= Barbara Tilley =

American biostatistician

Barbara C. Tilley is an American biostatistician.

== Early life ==
Tilley was born in San Rafael, California.

== Education ==
Tilley graduated from California State University, Northridge in 1972. She earned a master's degree in biomathematics at the University of Washington in 1975, and completed her Ph.D. at the University of Texas School of Public Health in 1981.

== Career ==
Tilley became an adjunct faculty member at the University of Michigan in 1984, and worked at the Henry Ford Health System in Detroit, Michigan, from 1983 to 1999. She became a professor at Case Western Reserve University in 1998,
and in 1999, moved to the Medical University of South Carolina as chair of the Department of Biostatistics, Bioinformatics and Epidemiology.
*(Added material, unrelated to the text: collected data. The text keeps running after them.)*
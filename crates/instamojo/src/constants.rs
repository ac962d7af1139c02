/// Default Instamojo web endpoint. Offer links are rooted here unless an
/// alternate endpoint is given.
pub const DEFAULT_ENDPOINT: &str = "https://www.instamojo.com";

/// Host prefixes accepted for literal offer URLs, checked in order. The
/// matched prefix is swapped for the configured endpoint.
pub const RECOGNIZED_HOST_PREFIXES: [&str; 4] = [
    "https://www.instamojo.com",
    "http://www.instamojo.com",
    "instamojo.com",
    "www.instamojo.com",
];

/// Namespace tag for prefilled form fields (`name` becomes `data_name`).
pub const FIELD_PREFIX: &str = "data_";

/// Only custom fields whose key starts with this are forwarded.
pub const CUSTOM_FIELD_PREFIX: &str = "Field_";

/// Reserved query key carrying the link signature.
pub const SIGN_KEY: &str = "data_sign";

/// Reserved query key listing read-only fields.
pub const READONLY_KEY: &str = "data_readonly";

/// Reserved query key listing hidden fields.
pub const HIDDEN_KEY: &str = "data_hidden";

/// Query key for the purchase intent.
pub const INTENT_KEY: &str = "intent";

/// Payment request creation endpoint (API v1.1).
pub const PAYMENT_REQUEST_ENDPOINT: &str = "https://www.instamojo.com/api/1.1/payment-requests/";

/// Header carrying the API key.
pub const API_KEY_HEADER: &str = "X-Api-Key";

/// Header carrying the auth token.
pub const AUTH_TOKEN_HEADER: &str = "X-Auth-Token";

/// Timeout for the outbound payment request call, in seconds.
pub const REQUEST_TIMEOUT_SECS: u64 = 30;
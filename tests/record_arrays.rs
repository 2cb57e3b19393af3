//! Record array maintenance as records come and go.

mod common;

use common::{blog_store, Server};
use record_graph::{
    RecordView, StoreEvent, SubscriptionConfig, SubscriptionFilter, TicketValue,
};
use serde_json::json;

fn published(view: &RecordView<'_>) -> bool {
    view.attr("published") == Some(&json!(true))
}

// --- Live Arrays ---

#[test]
fn test_live_array_change_events() {
    let mut store = blog_store(Server::new());
    let all = store.peek_all("post").unwrap();
    let sub = store.subscribe(SubscriptionConfig {
        filter: SubscriptionFilter::record_arrays(),
        ..Default::default()
    });

    store
        .push_many("post", vec![json!({"id": "1"}), json!({"id": "2"})])
        .unwrap();
    store.flush().unwrap();

    let events = sub.drain();
    assert_eq!(
        events.last(),
        Some(&StoreEvent::RecordArrayChanged {
            array: all,
            model: "post".to_string(),
            len: 2,
        })
    );
    assert!(events
        .iter()
        .all(|e| matches!(e, StoreEvent::RecordArrayChanged { array, .. } if *array == all)));

    // Updating an attribute keeps membership, so nothing is announced.
    let post = store.peek_record("post", "1").unwrap();
    store.set_attr(post, "title", json!("x")).unwrap();
    store.flush().unwrap();
    assert!(sub.drain().is_empty());
}

#[test]
fn test_deleted_record_leaves_arrays_at_once() {
    let mut store = blog_store(Server::new());
    let post = store.push("post", json!({"id": "1", "published": true})).unwrap();
    let all = store.peek_all("post").unwrap();
    let visible = store.filter("post", Box::new(published)).unwrap();
    assert!(store.record_array(all).unwrap().contains(post));
    assert!(store.record_array(visible).unwrap().contains(post));

    store.delete_record(post).unwrap();
    store.flush().unwrap();
    assert!(store.record_array(all).unwrap().is_empty());
    assert!(store.record_array(visible).unwrap().is_empty());

    let ticket = store.save_record(post).unwrap();
    store.wait(ticket).unwrap();
    assert!(store.record_array(all).unwrap().is_empty());
}

#[test]
fn test_rolled_back_delete_rejoins_arrays() {
    let mut store = blog_store(Server::new());
    let post = store.push("post", json!({"id": "1", "published": true})).unwrap();
    let all = store.peek_all("post").unwrap();
    let visible = store.filter("post", Box::new(published)).unwrap();

    store.delete_record(post).unwrap();
    store.flush().unwrap();
    assert!(store.record_array(visible).unwrap().is_empty());

    store.rollback(post).unwrap();
    store.flush().unwrap();
    assert_eq!(store.record_array(all).unwrap().records(), &[post]);
    assert_eq!(store.record_array(visible).unwrap().records(), &[post]);
}

#[test]
fn test_unload_all_clears_arrays() {
    let mut store = blog_store(Server::new());
    store
        .push_many(
            "post",
            vec![
                json!({"id": "1", "published": true}),
                json!({"id": "2", "published": false}),
            ],
        )
        .unwrap();
    let all = store.peek_all("post").unwrap();
    let visible = store.filter("post", Box::new(published)).unwrap();
    assert_eq!(store.record_array(all).unwrap().len(), 2);
    assert_eq!(store.record_array(visible).unwrap().len(), 1);

    store.unload_all(Some("post")).unwrap();
    store.flush().unwrap();
    assert!(store.record_array(all).unwrap().is_empty());
    assert!(store.record_array(visible).unwrap().is_empty());
    assert!(store.peek_record("post", "1").is_none());

    // The arrays stay registered and fill up again.
    store.push("post", json!({"id": "3", "published": true})).unwrap();
    store.flush().unwrap();
    assert_eq!(store.record_array(all).unwrap().len(), 1);
    assert_eq!(store.record_array(visible).unwrap().len(), 1);
}

#[test]
fn test_find_all_then_peek_all() {
    let server = Server::new();
    server.seed("post", json!({"id": "1"}));
    let mut store = blog_store(server);
    let ticket = store.find_all("post").unwrap();
    let TicketValue::RecordArray(array) = store.wait(ticket).unwrap() else {
        panic!("expected a record array");
    };

    store.push("post", json!({"id": "2"})).unwrap();
    assert_eq!(store.peek_all("post").unwrap(), array);
    store.flush().unwrap();
    assert_eq!(store.record_array(array).unwrap().len(), 2);
}

// --- Filtered Arrays ---

#[test]
fn test_filtered_array_keeps_insertion_order() {
    let mut store = blog_store(Server::new());
    let visible = store.filter("post", Box::new(published)).unwrap();
    let a = store.push("post", json!({"id": "a", "published": true})).unwrap();
    let b = store.push("post", json!({"id": "b", "published": false})).unwrap();
    let c = store.push("post", json!({"id": "c", "published": true})).unwrap();
    store.flush().unwrap();
    assert_eq!(store.record_array(visible).unwrap().records(), &[a, c]);

    store.set_attr(b, "published", json!(true)).unwrap();
    store.set_attr(a, "published", json!(false)).unwrap();
    store.flush().unwrap();
    assert_eq!(store.record_array(visible).unwrap().records(), &[c, b]);
}

// --- Query Arrays ---

#[test]
fn test_query_array_ignores_new_records() {
    let server = Server::new();
    server.seed("post", json!({"id": "1", "published": true}));
    let mut store = blog_store(server);
    let ticket = store.query("post", json!({"published": true})).unwrap();
    let TicketValue::RecordArray(array) = store.wait(ticket).unwrap() else {
        panic!("expected a record array");
    };
    assert_eq!(store.record_array(array).unwrap().meta(), Some(&json!({"total": 1})));

    store.push("post", json!({"id": "2", "published": true})).unwrap();
    store.flush().unwrap();
    assert_eq!(store.record_array(array).unwrap().len(), 1);

    // Destroyed members still drop out.
    let post = store.peek_record("post", "1").unwrap();
    let ticket = store.destroy_record(post).unwrap();
    store.wait(ticket).unwrap();
    assert!(store.record_array(array).unwrap().is_empty());
}
#[cfg(test)]
mod tests {
    use super::*;
    use crate::schema::ModelSchema;
    use crate::state::{LifecycleEvent, RecordState};
    use crate::subscriptions::{StoreEvent, SubscriptionFilter};
    use serde_json::json;

    fn store() -> Store {
        let mut schema = SchemaRegistry::new();
        schema.register(ModelSchema::new("post").attr("title").has_many("comments", "comment"));
        schema.register(ModelSchema::new("comment").attr("body").belongs_to("post", "post"));
        Store::new(StoreConfig::default(), schema)
    }

    #[test]
    fn test_unhandled_event_is_an_error() {
        let mut store = store();
        let post = store.record_for_id("post", "1").unwrap();
        let err = store.send(post, RecordEvent::DidCommit).unwrap_err();
        match err {
            StoreError::UnhandledEvent { event, state, model } => {
                assert_eq!(event, "didCommit");
                assert_eq!(state, "root.empty");
                assert_eq!(model, "post");
            }
            other => panic!("unexpected error: {other:?}"),
        }
    }

    #[test]
    fn test_flush_runs_deferred_callbacks_once() {
        let mut store = store();
        let sub = store.subscribe(SubscriptionConfig {
            filter: SubscriptionFilter::lifecycle(),
            ..Default::default()
        });
        let post = store.push("post", json!({"id": "1", "title": "Hi"})).unwrap();
        assert_eq!(store.state(post).unwrap(), RecordState::LoadedSaved);
        assert!(sub.try_recv().is_err());

        store.flush().unwrap();
        let events: Vec<LifecycleEvent> = sub
            .drain()
            .into_iter()
            .filter_map(|e| match e {
                StoreEvent::Lifecycle { event, .. } => Some(event),
                _ => None,
            })
            .collect();
        assert_eq!(events, vec![LifecycleEvent::DidLoad, LifecycleEvent::Ready]);
        assert_eq!(store.flush().unwrap(), 0);
    }

    #[test]
    fn test_flush_limit() {
        let mut schema = SchemaRegistry::new();
        schema.register(ModelSchema::new("post").attr("title"));
        let mut store = Store::new(
            StoreConfig {
                max_flush_tasks: 1,
                ..Default::default()
            },
            schema,
        );
        store.push("post", json!({"id": "1"})).unwrap();
        // Record array update plus lifecycle delivery.
        assert!(matches!(store.flush(), Err(StoreError::FlushLimit(1))));
    }

    #[test]
    fn test_metadata_merges() {
        let mut store = store();
        store.merge_metadata("post", &json!({"since": 1, "total": 4}));
        store.merge_metadata("post", &json!({"since": 2}));
        assert_eq!(store.metadata_for("post"), Some(&json!({"since": 2, "total": 4})));
        assert_eq!(store.metadata_for("comment"), None);
    }

    #[test]
    fn test_stats() {
        let mut store = store();
        store
            .push("post", json!({"id": "1", "comments": ["2"]}))
            .unwrap();
        let stats = store.stats();
        assert_eq!(stats.model_count, 2);
        assert_eq!(stats.live_model_count, 2);
        assert_eq!(stats.relationship_count, 2);
        assert_eq!(stats.pending_tickets, 0);
    }

    #[test]
    fn test_waited_tickets_are_released() {
        let mut store = store();
        let post = store.push("post", json!({"id": "1"})).unwrap();
        for _ in 0..100 {
            let ticket = store.find_record("post", "1").unwrap();
            assert_eq!(store.wait(ticket).unwrap().record(), Some(post));
            assert!(matches!(store.ticket(ticket), Err(StoreError::UnknownTicket(_))));
        }
        assert_eq!(store.stats().ticket_count, 0);

        let ticket = store.find_record("post", "1").unwrap();
        assert_eq!(store.ticket_result(ticket).unwrap().record(), Some(post));
        assert_eq!(store.stats().ticket_count, 1);
        store.release_ticket(ticket).unwrap();
        assert_eq!(store.stats().ticket_count, 0);
    }
}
She returned to the University of Texas School of Public Health in 2009, as Lorne D. Bain Distinguished Professor and head of the Division of Biostatistics. She is a Distinguished University Professor Emeritus at the Medical University of South Carolina.

==Recognition==
In 1992, Tilley was elected as a Fellow of the American Statistical Association. She became a fellow of the Society for Clinical Trials in 2012.

Tilley was president of the Statistics Section of the American Public Health Association in 1991, and president of the Caucus for Women in Statistics for the 1993 term.